═══ EXERCISE INPUTS
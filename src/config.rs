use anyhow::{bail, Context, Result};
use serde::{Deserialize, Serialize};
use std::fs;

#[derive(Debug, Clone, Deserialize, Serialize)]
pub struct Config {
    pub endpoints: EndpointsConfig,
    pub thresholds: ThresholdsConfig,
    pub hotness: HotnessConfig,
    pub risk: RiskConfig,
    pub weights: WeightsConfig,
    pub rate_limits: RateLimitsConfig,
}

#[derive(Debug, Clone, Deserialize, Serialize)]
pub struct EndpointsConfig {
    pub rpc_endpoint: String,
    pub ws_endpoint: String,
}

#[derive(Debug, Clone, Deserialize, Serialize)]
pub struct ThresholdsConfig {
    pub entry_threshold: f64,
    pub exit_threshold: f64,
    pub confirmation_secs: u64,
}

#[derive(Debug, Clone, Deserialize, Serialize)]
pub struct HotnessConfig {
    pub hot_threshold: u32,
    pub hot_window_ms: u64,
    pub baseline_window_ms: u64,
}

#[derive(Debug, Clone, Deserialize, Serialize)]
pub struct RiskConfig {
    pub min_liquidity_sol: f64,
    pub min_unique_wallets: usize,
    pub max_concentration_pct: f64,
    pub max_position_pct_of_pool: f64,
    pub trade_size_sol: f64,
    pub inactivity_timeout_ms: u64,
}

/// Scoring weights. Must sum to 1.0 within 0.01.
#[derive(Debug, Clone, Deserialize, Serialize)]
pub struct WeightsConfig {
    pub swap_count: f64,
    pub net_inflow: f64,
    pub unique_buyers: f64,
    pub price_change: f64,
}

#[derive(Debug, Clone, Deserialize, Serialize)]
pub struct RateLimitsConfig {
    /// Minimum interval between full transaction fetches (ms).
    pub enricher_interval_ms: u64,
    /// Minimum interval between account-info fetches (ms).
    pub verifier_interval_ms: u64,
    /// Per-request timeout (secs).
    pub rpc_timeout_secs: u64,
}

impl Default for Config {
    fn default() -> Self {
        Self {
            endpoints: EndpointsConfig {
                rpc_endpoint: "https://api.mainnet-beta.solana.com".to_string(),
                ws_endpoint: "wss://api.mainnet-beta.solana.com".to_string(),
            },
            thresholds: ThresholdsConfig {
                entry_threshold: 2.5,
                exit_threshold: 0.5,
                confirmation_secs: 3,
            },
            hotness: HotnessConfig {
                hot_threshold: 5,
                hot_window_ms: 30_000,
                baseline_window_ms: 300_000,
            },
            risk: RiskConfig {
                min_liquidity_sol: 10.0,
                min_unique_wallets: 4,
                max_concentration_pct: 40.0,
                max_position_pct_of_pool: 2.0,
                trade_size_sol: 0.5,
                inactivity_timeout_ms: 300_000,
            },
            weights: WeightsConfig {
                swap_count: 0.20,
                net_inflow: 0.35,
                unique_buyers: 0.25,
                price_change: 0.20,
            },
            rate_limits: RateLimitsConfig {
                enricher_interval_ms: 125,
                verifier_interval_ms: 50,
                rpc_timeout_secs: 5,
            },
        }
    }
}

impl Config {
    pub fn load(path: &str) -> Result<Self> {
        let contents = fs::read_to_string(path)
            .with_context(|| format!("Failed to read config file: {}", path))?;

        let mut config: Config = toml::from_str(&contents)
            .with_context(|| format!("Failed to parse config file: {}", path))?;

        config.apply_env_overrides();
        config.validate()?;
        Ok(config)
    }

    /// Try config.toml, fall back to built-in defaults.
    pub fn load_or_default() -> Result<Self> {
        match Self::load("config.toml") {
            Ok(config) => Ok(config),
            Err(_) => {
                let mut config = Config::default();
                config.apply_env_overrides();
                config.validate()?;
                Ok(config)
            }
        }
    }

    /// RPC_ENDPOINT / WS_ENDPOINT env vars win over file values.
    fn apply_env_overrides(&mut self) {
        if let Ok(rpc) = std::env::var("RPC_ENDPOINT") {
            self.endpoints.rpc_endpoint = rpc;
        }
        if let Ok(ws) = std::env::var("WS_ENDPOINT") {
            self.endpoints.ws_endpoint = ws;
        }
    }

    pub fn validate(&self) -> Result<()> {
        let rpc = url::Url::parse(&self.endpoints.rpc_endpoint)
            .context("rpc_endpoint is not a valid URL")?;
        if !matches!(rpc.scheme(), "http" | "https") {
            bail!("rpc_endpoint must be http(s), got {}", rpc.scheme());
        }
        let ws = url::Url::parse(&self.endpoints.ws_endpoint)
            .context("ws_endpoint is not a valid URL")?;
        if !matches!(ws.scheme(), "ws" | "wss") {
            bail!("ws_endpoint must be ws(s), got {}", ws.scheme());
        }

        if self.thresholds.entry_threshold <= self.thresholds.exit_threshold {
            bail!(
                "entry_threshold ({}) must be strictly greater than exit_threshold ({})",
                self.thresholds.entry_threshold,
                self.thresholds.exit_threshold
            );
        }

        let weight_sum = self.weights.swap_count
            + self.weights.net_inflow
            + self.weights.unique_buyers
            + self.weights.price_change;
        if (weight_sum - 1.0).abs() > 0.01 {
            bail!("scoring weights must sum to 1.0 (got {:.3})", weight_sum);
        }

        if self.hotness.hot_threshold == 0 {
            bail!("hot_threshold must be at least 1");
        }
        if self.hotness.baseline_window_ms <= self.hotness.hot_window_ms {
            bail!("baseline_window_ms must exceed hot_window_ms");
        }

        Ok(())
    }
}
══════
GOAL OF THE EXERCISE: Report back each line of the entries that holds the string "toml".

ANSWER SPACE:
        let mut config: Config = toml::from_str(&contents)
    /// Try config.toml, fall back to built-in defaults.
        match Self::load("config.toml") {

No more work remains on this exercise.